# Problem requirements
Using the records below, filter out every line that lacks "table" and copy the rest.

Dataset entries:
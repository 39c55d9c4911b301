use log::debug;

use crate::bar::{
    ActionType, BarConfig, ButtonConfig, IntegrationProvider, MAX_BUTTONS, MAX_ICON_SIZE,
    MIN_BUTTONS, MIN_ICON_SIZE, Visibility, default_buttons,
};
use crate::raw::{RawBarConfig, RawButtonConfig, RawNumber};
use crate::sanitize;

/// Resolve raw input against the built-in default table.
///
/// Never fails: malformed or out-of-range values are replaced by defaults or
/// clamped.
#[must_use]
pub fn resolve(raw: &RawBarConfig) -> BarConfig {
    resolve_with_defaults(raw, &default_buttons())
}

/// Resolve raw input against an explicit positional default table.
///
/// Slots past the end of `defaults` reuse its last entry.
#[must_use]
pub fn resolve_with_defaults(raw: &RawBarConfig, defaults: &[ButtonConfig]) -> BarConfig {
    let base = BarConfig::default();

    let buttons_count = integer(raw.buttons_count.as_ref()).map_or(base.buttons_count, |count| {
        let clamped = clamp_u32(count, MIN_BUTTONS, MAX_BUTTONS);
        if i64::from(clamped) != count {
            debug!("Clamped buttons_count {count} to {clamped}");
        }
        clamped
    });

    let background_color = raw
        .background_color
        .as_deref()
        .and_then(sanitize::hex_color)
        .unwrap_or(base.background_color);

    let visibility = raw
        .visibility
        .as_deref()
        .and_then(Visibility::from_name)
        .unwrap_or(base.visibility);

    let mut custom_min_width = width(raw.custom_min_width.as_ref(), base.custom_min_width);
    let mut custom_max_width = width(raw.custom_max_width.as_ref(), base.custom_max_width);
    if custom_min_width > 0 && custom_max_width > 0 && custom_max_width < custom_min_width {
        std::mem::swap(&mut custom_min_width, &mut custom_max_width);
    }

    let empty_row = RawButtonConfig::default();
    let buttons = (0..buttons_count as usize)
        .map(|index| {
            let row = raw.buttons.get(index).unwrap_or(&empty_row);
            let fallback = positional_default(defaults, index);
            resolve_button(row, &fallback, index)
        })
        .collect();

    BarConfig {
        buttons_count,
        background_color,
        visibility,
        custom_min_width,
        custom_max_width,
        buttons,
    }
}

fn positional_default(defaults: &[ButtonConfig], index: usize) -> ButtonConfig {
    defaults
        .get(index)
        .or_else(|| defaults.last())
        .cloned()
        .unwrap_or_else(|| ButtonConfig {
            url: "#".to_string(),
            color: "#ffffff".to_string(),
            size: 22,
            icon: "marker".to_string(),
            label: String::new(),
            action_type: ActionType::Url,
            integration_provider: IntegrationProvider::None,
            target_selector: String::new(),
        })
}

fn resolve_button(row: &RawButtonConfig, fallback: &ButtonConfig, index: usize) -> ButtonConfig {
    let url = row
        .url
        .as_deref()
        .and_then(sanitize::url)
        .or_else(|| sanitize::url(&fallback.url))
        .unwrap_or_else(|| "#".to_string());

    let color = row
        .color
        .as_deref()
        .and_then(sanitize::hex_color)
        .unwrap_or_else(|| fallback.color.clone());

    let size = integer(row.size.as_ref())
        .map_or(fallback.size, |size| {
            clamp_u32(size, MIN_ICON_SIZE, MAX_ICON_SIZE)
        });

    let icon = row
        .icon
        .as_deref()
        .and_then(sanitize::key)
        .unwrap_or_else(|| fallback.icon.clone());

    let label = row
        .label
        .as_deref()
        .map(sanitize::text)
        .filter(|label| !label.is_empty())
        .unwrap_or_else(|| sanitize::text(&fallback.label));
    let label = if label.is_empty() {
        format!("Button {}", index + 1)
    } else {
        label
    };

    let action_type = row
        .action_type
        .as_deref()
        .and_then(ActionType::from_name)
        .unwrap_or(fallback.action_type);

    let integration_provider = row
        .integration_provider
        .as_deref()
        .and_then(IntegrationProvider::from_name)
        .unwrap_or(fallback.integration_provider);

    let target_selector = row
        .target_selector
        .as_deref()
        .map_or_else(|| sanitize::selector(&fallback.target_selector), sanitize::selector);

    ButtonConfig {
        url,
        color,
        size,
        icon,
        label,
        action_type,
        integration_provider,
        target_selector,
    }
}

fn integer(value: Option<&RawNumber>) -> Option<i64> {
    value.and_then(RawNumber::as_integer)
}

fn width(value: Option<&RawNumber>, default: u32) -> u32 {
    integer(value).map_or(default, |width| clamp_u32(width, 0, u32::MAX))
}

fn clamp_u32(value: i64, min: u32, max: u32) -> u32 {
    let clamped = value.clamp(i64::from(min), i64::from(max));
    u32::try_from(clamped).unwrap_or(min)
}

impl BarConfig {
    /// Project a resolved config back into raw form, as persisted.
    #[must_use]
    pub fn to_raw(&self) -> RawBarConfig {
        RawBarConfig {
            buttons_count: Some(RawNumber::from(self.buttons_count)),
            background_color: Some(self.background_color.clone()),
            visibility: Some(self.visibility.as_str().to_string()),
            custom_min_width: Some(RawNumber::from(self.custom_min_width)),
            custom_max_width: Some(RawNumber::from(self.custom_max_width)),
            buttons: self.buttons.iter().map(ButtonConfig::to_raw).collect(),
        }
    }
}

impl ButtonConfig {
    #[must_use]
    pub fn to_raw(&self) -> RawButtonConfig {
        RawButtonConfig {
            url: Some(self.url.clone()),
            color: Some(self.color.clone()),
            size: Some(RawNumber::from(self.size)),
            icon: Some(self.icon.clone()),
            label: Some(self.label.clone()),
            action_type: Some(self.action_type.as_str().to_string()),
            integration_provider: Some(self.integration_provider.as_str().to_string()),
            target_selector: Some(self.target_selector.clone()),
        }
    }
}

# Task response
/// Resolve raw input against the built-in default table.
/// Resolve raw input against an explicit positional default table.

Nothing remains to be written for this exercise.